Can you recommend a machine learning challenge that is suitable for novices?

4

3

I am looking for a challenge that is suitable for a group of novices who want to learn the basics of data science and machine learning. The challenge should match the following criteria:

  • is based on a real application or is at least realistic
  • has a clearly defined goal and partial progress is measurable
  • includes a machine learning component, but also other aspects of data science
  • should be doable within 3 to 6 weeks
  • is suitable for novices
  • it should be an actual challenge in the sense that you cannot just look up near-optimal solutions from the internet

clstaudt

Posted 2017-01-17T09:50:27.347

Reputation: 129

1Why is this tagged "Kaggle"? – Neil Slater – 2017-01-17T10:04:58.377

Because kaggle is a potential source, although I didn't really find something fitting among the current competitions. – clstaudt – 2017-01-17T15:00:51.010

Answers

1

Let me share my list of ML training resources:

  1. http://www.crowdanalytix.com/listContests
  2. http://datahack.analyticsvidhya.com/contest/all/
  3. http://www.chalearn.org/challenges.html (some links may be dead)

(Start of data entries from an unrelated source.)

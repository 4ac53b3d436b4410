//! Command-line and environment configuration for a node.

use crate::core::genesis::{DEFAULT_CHAIN_ID, DEFAULT_DIFFICULTY, DEFAULT_TRANS_PER_BLOCK, Genesis};
use crate::network::peer::Peer;
use crate::network::server::ServerOps;
use crate::types::address::Address;
use crate::utils::log::Level;
use powchain_derive::Error;
use std::net::SocketAddr;
use std::path::PathBuf;
use std::str::FromStr;
use std::time::Duration;

/// Environment variable naming the signing key file.
pub const KEY_FILE_ENV: &str = "NODE_KEY_FILE";
/// Environment variable holding the log level.
pub const LOG_LEVEL_ENV: &str = "POWCHAIN_LOG";

pub const DEFAULT_DATA_DIR: &str = "./powchain-data";
pub const DEFAULT_KEY_FILE: &str = "node.key";
pub const DEFAULT_BLOCK_TIME_SECS: u64 = 10;
pub const DEFAULT_SYNC_INTERVAL_SECS: u64 = 15;
pub const DEFAULT_PEER_TIMEOUT_MS: u64 = 3000;

pub const USAGE: &str = "\
Proof-of-work blockchain node

USAGE:
    {program} <listen_addr> [OPTIONS]

ARGS:
    <listen_addr>              Local address to bind (e.g., 127.0.0.1:3000)

OPTIONS:
    --peer <addr>              Peer to sync with; repeatable
    --advertise <addr>         Address announced to peers (defaults to listen_addr)
    --key <file>               Signing key file, created if missing
                               (default: <data-dir>/node.key)
    --data-dir <dir>           Block log directory (default: ./powchain-data)
    --mine                     Mine blocks and collect tips
    --block-time <secs>        Seconds between mining attempts (default: 10)
    --sync-interval <secs>     Seconds between peer sync rounds (default: 15)
    --peer-timeout <millis>    Per-request peer deadline (default: 3000)
    --chain-id <id>            Chain id signed into transactions (default: 1)
    --difficulty <bits>        Leading zero bits required of block hashes (default: 16)
    --trans-per-block <n>      Most transactions per block (default: 10)
    --mining-reward <amount>   Credited to the miner of each block (default: 0)
    --fund <0xaddr=amount>     Genesis balance; repeatable
    --log-level <level>        debug, info, warn or error (default: info)
    -h, --help                 Print this help message

ENVIRONMENT:
    NODE_KEY_FILE    Signing key file, when --key is not given
    POWCHAIN_LOG     Log level, when --log-level is not given

EXAMPLES:
    # Mine on a fresh chain with one funded account
    {program} 127.0.0.1:3000 --mine --fund 0x5f2a...c1=1000

    # Follow an existing node
    {program} 127.0.0.1:3001 --peer 127.0.0.1:3000 --data-dir ./node-b --fund 0x5f2a...c1=1000

All nodes on one chain must use the same --chain-id, --difficulty,
--trans-per-block, --mining-reward and --fund values.
";

#[derive(Debug, Clone, PartialEq, Eq, Error)]
pub enum ConfigError {
    #[error("help requested")]
    Help,

    #[error("missing <listen_addr>")]
    MissingListenAddr,

    #[error("{0} requires an argument")]
    MissingValue(String),

    #[error("invalid value '{value}' for {flag}: {reason}")]
    InvalidValue {
        flag: String,
        value: String,
        reason: String,
    },

    #[error("unexpected argument: {0}")]
    UnexpectedArgument(String),
}

#[derive(Debug, Clone)]
pub struct NodeConfig {
    pub listen_addr: SocketAddr,
    pub advertise: String,
    pub peers: Vec<Peer>,
    pub key_file: PathBuf,
    pub data_dir: PathBuf,
    pub mine: bool,
    pub block_time: Duration,
    pub sync_interval: Duration,
    pub peer_timeout: Duration,
    pub genesis: Genesis,
    pub log_level: Level,
}

impl NodeConfig {
    /// Parses `args` (without the program name), reading fallbacks from the
    /// process environment.
    pub fn from_args(args: &[String]) -> Result<Self, ConfigError> {
        Self::from_args_with_env(args, |name| std::env::var(name).ok())
    }

    pub fn from_args_with_env(
        args: &[String],
        env: impl Fn(&str) -> Option<String>,
    ) -> Result<Self, ConfigError> {
        let mut args = args.iter();
        let listen_arg = match args.next().map(String::as_str) {
            None => return Err(ConfigError::MissingListenAddr),
            Some("-h") | Some("--help") => return Err(ConfigError::Help),
            Some(arg) => arg,
        };
        let listen_addr: SocketAddr = parse("<listen_addr>", listen_arg)?;

        let mut advertise = None;
        let mut peers = Vec::new();
        let mut key_file = env(KEY_FILE_ENV).map(PathBuf::from);
        let mut data_dir = PathBuf::from(DEFAULT_DATA_DIR);
        let mut mine = false;
        let mut block_time = DEFAULT_BLOCK_TIME_SECS;
        let mut sync_interval = DEFAULT_SYNC_INTERVAL_SECS;
        let mut peer_timeout = DEFAULT_PEER_TIMEOUT_MS;
        let mut log_level = match env(LOG_LEVEL_ENV) {
            Some(level) => parse(LOG_LEVEL_ENV, &level)?,
            None => Level::Info,
        };
        let mut genesis = Genesis {
            chain_id: DEFAULT_CHAIN_ID,
            difficulty: DEFAULT_DIFFICULTY,
            trans_per_block: DEFAULT_TRANS_PER_BLOCK,
            ..Genesis::default()
        };

        while let Some(flag) = args.next() {
            let flag = flag.as_str();
            let mut value = || {
                args.next()
                    .map(String::as_str)
                    .ok_or_else(|| ConfigError::MissingValue(flag.to_string()))
            };
            match flag {
                "-h" | "--help" => return Err(ConfigError::Help),
                "--mine" => mine = true,
                "--peer" => {
                    let addr: SocketAddr = parse(flag, value()?)?;
                    peers.push(Peer::new(addr.to_string()));
                }
                "--advertise" => advertise = Some(value()?.to_string()),
                "--key" => key_file = Some(PathBuf::from(value()?)),
                "--data-dir" => data_dir = PathBuf::from(value()?),
                "--block-time" => block_time = positive(flag, value()?)?,
                "--sync-interval" => sync_interval = positive(flag, value()?)?,
                "--peer-timeout" => peer_timeout = positive(flag, value()?)?,
                "--chain-id" => genesis.chain_id = parse(flag, value()?)?,
                "--difficulty" => genesis.difficulty = parse(flag, value()?)?,
                "--trans-per-block" => genesis.trans_per_block = positive(flag, value()?)? as usize,
                "--mining-reward" => genesis.mining_reward = parse(flag, value()?)?,
                "--fund" => genesis.balances.push(parse_fund(value()?)?),
                "--log-level" => log_level = parse(flag, value()?)?,
                other => return Err(ConfigError::UnexpectedArgument(other.to_string())),
            }
        }

        Ok(Self {
            listen_addr,
            advertise: advertise.unwrap_or_else(|| listen_addr.to_string()),
            peers,
            key_file: key_file.unwrap_or_else(|| data_dir.join(DEFAULT_KEY_FILE)),
            data_dir,
            mine,
            block_time: Duration::from_secs(block_time),
            sync_interval: Duration::from_secs(sync_interval),
            peer_timeout: Duration::from_millis(peer_timeout),
            genesis,
            log_level,
        })
    }

    pub fn server_ops(&self) -> ServerOps {
        ServerOps {
            mine: self.mine,
            block_time: self.block_time,
            sync_interval: self.sync_interval,
        }
    }
}

fn parse<T>(flag: &str, value: &str) -> Result<T, ConfigError>
where
    T: FromStr,
    T::Err: std::fmt::Display,
{
    value.parse().map_err(|e: T::Err| ConfigError::InvalidValue {
        flag: flag.to_string(),
        value: value.to_string(),
        reason: e.to_string(),
    })
}

fn positive(flag: &str, value: &str) -> Result<u64, ConfigError> {
    match parse::<u64>(flag, value)? {
        0 => Err(ConfigError::InvalidValue {
            flag: flag.to_string(),
            value: value.to_string(),
            reason: "must be greater than zero".into(),
        }),
        n => Ok(n),
    }
}

/// `0x<40 hex>=<amount>`
fn parse_fund(value: &str) -> Result<(Address, u64), ConfigError> {
    let invalid = |reason: String| ConfigError::InvalidValue {
        flag: "--fund".into(),
        value: value.to_string(),
        reason,
    };
    let (address, amount) = value
        .split_once('=')
        .ok_or_else(|| invalid("expected <0xaddr>=<amount>".into()))?;
    let address: Address = address.parse().map_err(|e| invalid(format!("{e}")))?;
    let amount: u64 = amount.parse().map_err(|e| invalid(format!("{e}")))?;
    Ok((address, amount))
}

#[cfg(test)]
mod tests {
    use super::*;

    fn args(list: &[&str]) -> Vec<String> {
        list.iter().map(|s| s.to_string()).collect()
    }

    fn no_env(_: &str) -> Option<String> {
        None
    }

    #[test]
    fn defaults() {
        let config = NodeConfig::from_args_with_env(&args(&["127.0.0.1:3000"]), no_env).unwrap();
        assert_eq!(config.advertise, "127.0.0.1:3000");
        assert_eq!(config.data_dir, PathBuf::from(DEFAULT_DATA_DIR));
        assert_eq!(config.key_file, PathBuf::from(DEFAULT_DATA_DIR).join(DEFAULT_KEY_FILE));
        assert_eq!(config.block_time, Duration::from_secs(10));
        assert_eq!(config.peer_timeout, Duration::from_millis(3000));
        assert_eq!(config.genesis.difficulty, DEFAULT_DIFFICULTY);
        assert_eq!(config.log_level, Level::Info);
        assert!(!config.mine);
    }

    #[test]
    fn full_command_line() {
        let addr = Address([0xab; 20]);
        let fund = format!("{addr}=1000");
        let config = NodeConfig::from_args_with_env(
            &args(&[
                "0.0.0.0:3001",
                "--peer",
                "127.0.0.1:3000",
                "--peer",
                "127.0.0.1:3002",
                "--advertise",
                "10.0.0.5:3001",
                "--mine",
                "--difficulty",
                "12",
                "--chain-id",
                "9",
                "--mining-reward",
                "5",
                "--fund",
                &fund,
                "--block-time",
                "2",
                "--log-level",
                "debug",
            ]),
            no_env,
        )
        .unwrap();
        assert_eq!(config.peers, vec![Peer::new("127.0.0.1:3000"), Peer::new("127.0.0.1:3002")]);
        assert_eq!(config.advertise, "10.0.0.5:3001");
        assert!(config.mine);
        assert_eq!(config.genesis.difficulty, 12);
        assert_eq!(config.genesis.chain_id, 9);
        assert_eq!(config.genesis.mining_reward, 5);
        assert_eq!(config.genesis.balances, vec![(addr, 1000)]);
        assert_eq!(config.block_time, Duration::from_secs(2));
        assert_eq!(config.log_level, Level::Debug);
    }

    #[test]
    fn environment_fallbacks() {
        let env = |name: &str| match name {
            KEY_FILE_ENV => Some("/keys/a.key".to_string()),
            LOG_LEVEL_ENV => Some("warn".to_string()),
            _ => None,
        };
        let config = NodeConfig::from_args_with_env(&args(&["127.0.0.1:3000"]), env).unwrap();
        assert_eq!(config.key_file, PathBuf::from("/keys/a.key"));
        assert_eq!(config.log_level, Level::Warn);

        let flags = args(&["127.0.0.1:3000", "--key", "b.key"]);
        let config = NodeConfig::from_args_with_env(&flags, env).unwrap();
        assert_eq!(config.key_file, PathBuf::from("b.key"));
    }

    #[test]
    fn errors() {
        let parse =
            |list: &[&str]| NodeConfig::from_args_with_env(&args(list), no_env).unwrap_err();
        assert_eq!(parse(&[]), ConfigError::MissingListenAddr);
        assert_eq!(parse(&["--help"]), ConfigError::Help);
        assert_eq!(parse(&["127.0.0.1:1", "--peer"]), ConfigError::MissingValue("--peer".into()));
        assert!(matches!(parse(&["nowhere"]), ConfigError::InvalidValue { .. }));
        assert!(matches!(
            parse(&["127.0.0.1:1", "--block-time", "0"]),
            ConfigError::InvalidValue { .. }
        ));
        assert!(matches!(
            parse(&["127.0.0.1:1", "--fund", "0x12=5"]),
            ConfigError::InvalidValue { .. }
        ));
        assert_eq!(
            parse(&["127.0.0.1:1", "--verbose"]),
            ConfigError::UnexpectedArgument("--verbose".into())
        );
    }
}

And I am sure you read this Reddit: http://www.reddit.com/r/MachineLearning/

Denis Rasulev

Posted 2017-01-17T09:50:27.347

Reputation: 101

2

You've already answered yourself by tagging kaggle.

Let me share the two competitions that I have every new hire in my team go through- and then have them keep improving their solurion for the next six months. These are a very well curated set of problems for a budding data scientist!

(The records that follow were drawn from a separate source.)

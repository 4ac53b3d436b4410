pub mod address;
pub mod bytes;
pub mod encoding;
pub mod hash;
pub mod merkle_tree;
pub mod wrapper_types;
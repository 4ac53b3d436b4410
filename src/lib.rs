//! Proof-of-work blockchain node library.
//!
//! Provides the account ledger, transaction signing, mempool, chain and
//! miner, plus the networking that keeps nodes synchronized.

pub mod config;
pub mod core;
pub mod crypto;
pub mod network;
pub mod storage;
pub mod types;
pub mod utils;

  1. Titanic: Machine Learning from Disaster https://www.kaggle.com/c/titanic This one helps bridge the gap between an analyst and a data scientist, as well as eases you into the world of code from Excel.

  2. Digit Recognizer https://www.kaggle.com/c/digit-recognizer The MNIST dataset has prepared almost every data scientist for the real world of dirty data, in a sweet, cushy manner. It makes very real the fact that not always will we have structured and organized data, but it should not deter us from gaining insight from it!

Happy Coding!

jackStinger

Posted 2017-01-17T09:50:27.347

Reputation: 141

Thank you, but I knew these and was hoping for recommendations for some less traveled paths... There must be so many good solutions out there that you just have to look up. That would exclude them (see edit to the question.) – clstaudt – 2017-01-17T15:00:12.057

1

I would highly recommend the platform - https://datahack.analyticsvidhya.com/contest/all/

AnalyticsVidhya is an amazing community for data science. Not only contests, but they also have technical articles on their blog (https://www.analyticsvidhya.com). Though I used to blog for them, but my opinion is not biased by that fact. I used to follow them for a couple of years before that and I felt lucky that I got a chance to contribute to the community.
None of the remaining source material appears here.